--- Exercise directions ---
Give back the entire listing below, unaltered.

--- Data to process ---
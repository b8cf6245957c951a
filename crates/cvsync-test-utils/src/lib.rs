//! Testing utilities for cvsync.
//!
//! - [`mock_cvs`]: an in-memory CVS server implementing the transport seam
//! - [`fixtures`]: the reference repository with `fooModule` and `barModule`
//! - [`assertions`]: checks on checked-out workspaces
//!
//! # Example
//!
//! ```rust,no_run
//! use cvsync_test_utils::prelude::*;
//! use cvsync_test_utils::prelude::assert_eq;
//! use cvsync_vcs::{CancellationToken, CvsTransport, ReferenceCoverage};
//!
//! let server = Fixtures::server();
//! let coverage = server
//!     .reference_coverage(Fixtures::ROOT, Fixtures::FOO_MODULE, Fixtures::FOO_TAG, &CancellationToken::new())
//!     .unwrap();
//! assert_eq!(coverage, ReferenceCoverage::Full);
//! ```

#![warn(clippy::all)]
#![allow(clippy::module_name_repetitions)]

pub mod assertions;
pub mod fixtures;
pub mod mock_cvs;

/// Re-export commonly used testing utilities.
pub mod prelude {
    pub use crate::assertions::*;
    pub use crate::fixtures::Fixtures;
    pub use crate::mock_cvs::{MockCall, MockCvsServer, MockFailure};

    pub use pretty_assertions::{assert_eq, assert_ne};
}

--- Answer to this exercise ---
repository b8cf6245957c951a
filename crates/cvsync-test-utils/src/lib.rs
//! Testing utilities for cvsync.
//!
//! - [`mock_cvs`]: an in-memory CVS server implementing the transport seam
//! - [`fixtures`]: the reference repository with `fooModule` and `barModule`
//! - [`assertions`]: checks on checked-out workspaces
//!
//! # Example
//!
//! ```rust,no_run
//! use cvsync_test_utils::prelude::*;
//! use cvsync_test_utils::prelude::assert_eq;
//! use cvsync_vcs::{CancellationToken, CvsTransport, ReferenceCoverage};
//!
//! let server = Fixtures::server();
//! let coverage = server
//!     .reference_coverage(Fixtures::ROOT, Fixtures::FOO_MODULE, Fixtures::FOO_TAG, &CancellationToken::new())
//!     .unwrap();
//! assert_eq!(coverage, ReferenceCoverage::Full);
//! ```

#![warn(clippy::all)]
#![allow(clippy::module_name_repetitions)]

pub mod assertions;
pub mod fixtures;
pub mod mock_cvs;

/// Re-export commonly used testing utilities.
pub mod prelude {
    pub use crate::assertions::*;
    pub use crate::fixtures::Fixtures;
    pub use crate::mock_cvs::{MockCall, MockCvsServer, MockFailure};

    pub use pretty_assertions::{assert_eq, assert_ne};
}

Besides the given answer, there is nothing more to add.